This procedure covers all personal data that is processed by Unity Church, Orpington, except for personal data that is routinely requested by data subjects.
Note: a data subject is a person whose data is processed by Unity Church Orpington. For ease of reading this document and others within the GDPR regulations we will refer to a data subject as a person or anyone or everyone.
It is the right of anyone to ask Unity Church, Orpington the following:
- What personal data Unity Church, Orpington is being processed about that person, if any;
- To be provided with a description of the personal data processed Unity Church, Orpington about that person;
- The purpose or purposes for which the personal data is being processed;
- Confirmation of who will have access to the personal data; and
- To be provided with a copy of the personal data, as well as a confirmation of where Unity Church, Orpington acquired that personal data.
All SARs are made using form Subject Access Request Form (see form below).

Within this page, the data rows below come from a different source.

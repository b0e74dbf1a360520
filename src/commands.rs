//! Bind, unbind and list, independent of the chat platform.

use std::path::PathBuf;
use std::sync::{Arc, OnceLock};
use std::time::Duration;

use anyhow::Result;
use regex::Regex;
use tracing::{info, warn};

use crate::forms::{bounded, FetchError, FormsApi};
use crate::store::{legacy, Subscription, SubscriptionStore};

pub const CONNECT_USAGE: &str = "Send the form link as /connect <form url or id> [destination chat id]. \
     Without a destination id, responses are posted to this chat.";
pub const DELETE_USAGE: &str = "Send the form link as /delete <form url or id>.";
pub const NOTHING_BOUND: &str = "No forms are bound to this chat yet.";

/// Where responses of a newly bound form should go.
#[derive(Debug, Clone, Copy, PartialEq, Eq)]
pub enum Destination {
    /// The chat the command was sent from.
    CurrentChat,
    /// Another chat, given by id.
    Explicit(i64),
}

#[derive(Debug, Clone, PartialEq, Eq)]
pub struct BindRequest {
    pub form_id: String,
    pub destination: Destination,
}

#[derive(Debug, PartialEq, Eq)]
pub enum BindOutcome {
    Created { warning: Option<String> },
    /// Existing binding; the delivered set is kept, the destination updated.
    Updated,
    Rejected(String),
}

#[derive(Debug, PartialEq, Eq)]
pub enum UnbindOutcome {
    Removed,
    NothingBound,
    NotBound,
}

fn form_url_pattern() -> &'static Regex {
    static PATTERN: OnceLock<Regex> = OnceLock::new();
    PATTERN.get_or_init(|| {
        Regex::new(r"forms/d/([A-Za-z0-9_-]+)").expect("form url pattern is valid")
    })
}

fn bare_id_pattern() -> &'static Regex {
    static PATTERN: OnceLock<Regex> = OnceLock::new();
    PATTERN.get_or_init(|| Regex::new(r"^[A-Za-z0-9_-]{10,}$").expect("form id pattern is valid"))
}

/// Extract a form id from an edit URL or accept a bare id.
pub fn parse_form_ref(input: &str) -> Option<String> {
    let input = input.trim();
    if let Some(caps) = form_url_pattern().captures(input) {
        return Some(caps[1].to_string());
    }
    if bare_id_pattern().is_match(input) {
        return Some(input.to_string());
    }
    None
}

pub fn edit_url(form_id: &str) -> String {
    format!("https://docs.google.com/forms/d/{}/edit", form_id)
}

pub fn parse_connect_args(args: &str) -> Result<BindRequest, &'static str> {
    let parts: Vec<&str> = args.split_whitespace().collect();
    let (form, destination) = match parts.as_slice() {
        [form] => (*form, Destination::CurrentChat),
        [form, dest] => {
            let id = dest.parse::<i64>().map_err(|_| CONNECT_USAGE)?;
            (*form, Destination::Explicit(id))
        }
        _ => return Err(CONNECT_USAGE),
    };
    let form_id = parse_form_ref(form).ok_or(CONNECT_USAGE)?;
    Ok(BindRequest {
        form_id,
        destination,
    })
}

pub fn parse_delete_args(args: &str) -> Result<String, &'static str> {
    let parts: Vec<&str> = args.split_whitespace().collect();
    match parts.as_slice() {
        [form] => parse_form_ref(form).ok_or(DELETE_USAGE),
        _ => Err(DELETE_USAGE),
    }
}

/// Command handlers shared by every chat front end.
pub struct Commands {
    store: SubscriptionStore,
    forms: Arc<dyn FormsApi>,
    legacy_sent_ids_path: PathBuf,
    call_timeout: Duration,
}

impl Commands {
    pub fn new(
        store: SubscriptionStore,
        forms: Arc<dyn FormsApi>,
        legacy_sent_ids_path: PathBuf,
        call_timeout: Duration,
    ) -> Self {
        Self {
            store,
            forms,
            legacy_sent_ids_path,
            call_timeout,
        }
    }

    /// Bind `form_id` for `requester`, delivering to `destination_id`.
    pub async fn bind(
        &self,
        requester_chat_id: i64,
        destination_id: i64,
        form_id: &str,
    ) -> Result<BindOutcome> {
        let mut warning = None;
        match bounded(self.call_timeout, self.forms.get_form(form_id)).await {
            Ok(_) => {}
            Err(FetchError::NotFound) => {
                return Ok(BindOutcome::Rejected(format!(
                    "Form {} does not exist or is not shared with the bot.",
                    form_id
                )))
            }
            Err(FetchError::Denied(reason)) => {
                warn!("Access to form {} denied: {}", form_id, reason);
                return Ok(BindOutcome::Rejected(format!(
                    "The bot has no access to form {}.",
                    form_id
                )));
            }
            Err(e) => {
                warn!("Could not verify form {}: {}", form_id, e);
                warning = Some("The form could not be checked right now; it will be polled anyway.".to_string());
            }
        }

        if self
            .store
            .set_destination(requester_chat_id, form_id, destination_id)
            .await?
        {
            info!(
                "Form {} of chat {} now delivers to {}",
                form_id, requester_chat_id, destination_id
            );
            return Ok(BindOutcome::Updated);
        }

        let mut sub = Subscription::new(requester_chat_id, form_id, destination_id);
        match legacy::load_sent_ids(&self.legacy_sent_ids_path).await {
            Ok(ids) => sub.delivered = ids,
            Err(e) => warn!("Ignoring legacy sent ids: {:#}", e),
        }
        self.store.put(&sub).await?;
        info!(
            "Bound form {} for chat {} (destination {})",
            form_id, requester_chat_id, destination_id
        );
        Ok(BindOutcome::Created { warning })
    }

    pub async fn unbind(&self, requester_chat_id: i64, form_id: &str) -> Result<UnbindOutcome> {
        if self.store.get(requester_chat_id).await?.is_empty() {
            return Ok(UnbindOutcome::NothingBound);
        }
        if self.store.remove(requester_chat_id, Some(form_id)).await? == 0 {
            return Ok(UnbindOutcome::NotBound);
        }
        info!("Unbound form {} from chat {}", form_id, requester_chat_id);
        Ok(UnbindOutcome::Removed)
    }

    /// Remove every binding of a requester; returns how many went.
    pub async fn reset(&self, requester_chat_id: i64) -> Result<usize> {
        let removed = self.store.remove(requester_chat_id, None).await?;
        info!("Removed {} binding(s) of chat {}", removed, requester_chat_id);
        Ok(removed)
    }

    pub async fn list(&self, requester_chat_id: i64) -> Result<Vec<Subscription>> {
        self.store.get(requester_chat_id).await
    }
}

pub fn describe_bind(form_id: &str, destination_id: i64, outcome: &BindOutcome) -> String {
    match outcome {
        BindOutcome::Created { warning: None } => {
            format!("Form {} is now bound to chat {}.", form_id, destination_id)
        }
        BindOutcome::Created {
            warning: Some(warning),
        } => format!(
            "Form {} is now bound to chat {}.\n{}",
            form_id, destination_id, warning
        ),
        BindOutcome::Updated => format!(
            "Form {} was already bound; responses now go to chat {}.",
            form_id, destination_id
        ),
        BindOutcome::Rejected(reason) => reason.clone(),
    }
}

pub fn describe_unbind(form_id: &str, outcome: &UnbindOutcome) -> String {
    match outcome {
        UnbindOutcome::Removed => format!("Form {} removed.", form_id),
        UnbindOutcome::NothingBound => NOTHING_BOUND.to_string(),
        UnbindOutcome::NotBound => "This form is not bound to this chat.".to_string(),
    }
}

pub fn describe_list(subscriptions: &[Subscription]) -> String {
    if subscriptions.is_empty() {
        return NOTHING_BOUND.to_string();
    }
    let mut message = String::from("Bound forms:\n");
    for (index, sub) in subscriptions.iter().enumerate() {
        message.push_str(&format!(
            "{}. {} -> chat {}\n",
            index + 1,
            edit_url(&sub.form_id),
            sub.destination_id
        ));
    }
    message
}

The person is required to provide evidence of his or her identity by way of a current passport or driving license and his or her signature must be cross-referenced with the signature provided on the Subject Access Request form.
The following information must be provided by the data subject on the Subject Access Request Form: the personal data that is being requested, whether specific data or all data held by Unity Church, Orpington and where it is being held.
Unity Church, Orpington is required to record the date on which the Subject Access Request Form, with the accompanying identification evidence, is submitted.
Unity Church, Orpington has one month from this date to provide to the data subject the personal data requested. Should Unity Church, Orpington fail to provide the requested information, within the one-month window, this shall be in direct breach of the GDPR. No extension shall be allowed under any circumstances.
At no time may personal data ever be altered or destroyed to avoid disclosure.
The Unity Church, Orpington trustees and directors are responsible for the following:
- Keeping a record of all SARs made, including the date on which the SAR was received;
- Reviewing all the documents provided to a person pursuant to a SAR to check for the mention of any third parties and if a third party is mentioned, to prevent the disclosure of the identity of the third party to the data subject, or to seek written consent from the third party as to the disclosure of their identity.
3.1 Personal data exemption categories
The following data exemption categories apply, meaning that Unity Church, Orpington does not have to provide personal data covered below:
- The prevention and detection of crime;
- Negotiations with the data subject request maker;
- Management forecasts;
- Confidential references provided by Unity Church, Orpington however not references provided to Unity Church, Orpington
- Data covered by legal professional privilege;
- Data used for research, statistical or historical reasons.
4. Document owner
The data controller is the owner of this policy document and must ensure that it is periodically reviewed according to the review requirements contained herein.
This policy document was approved by Unity Church, Orpington’s Board of Trustees and Directors and is issued by the Chair on a version-controlled basis.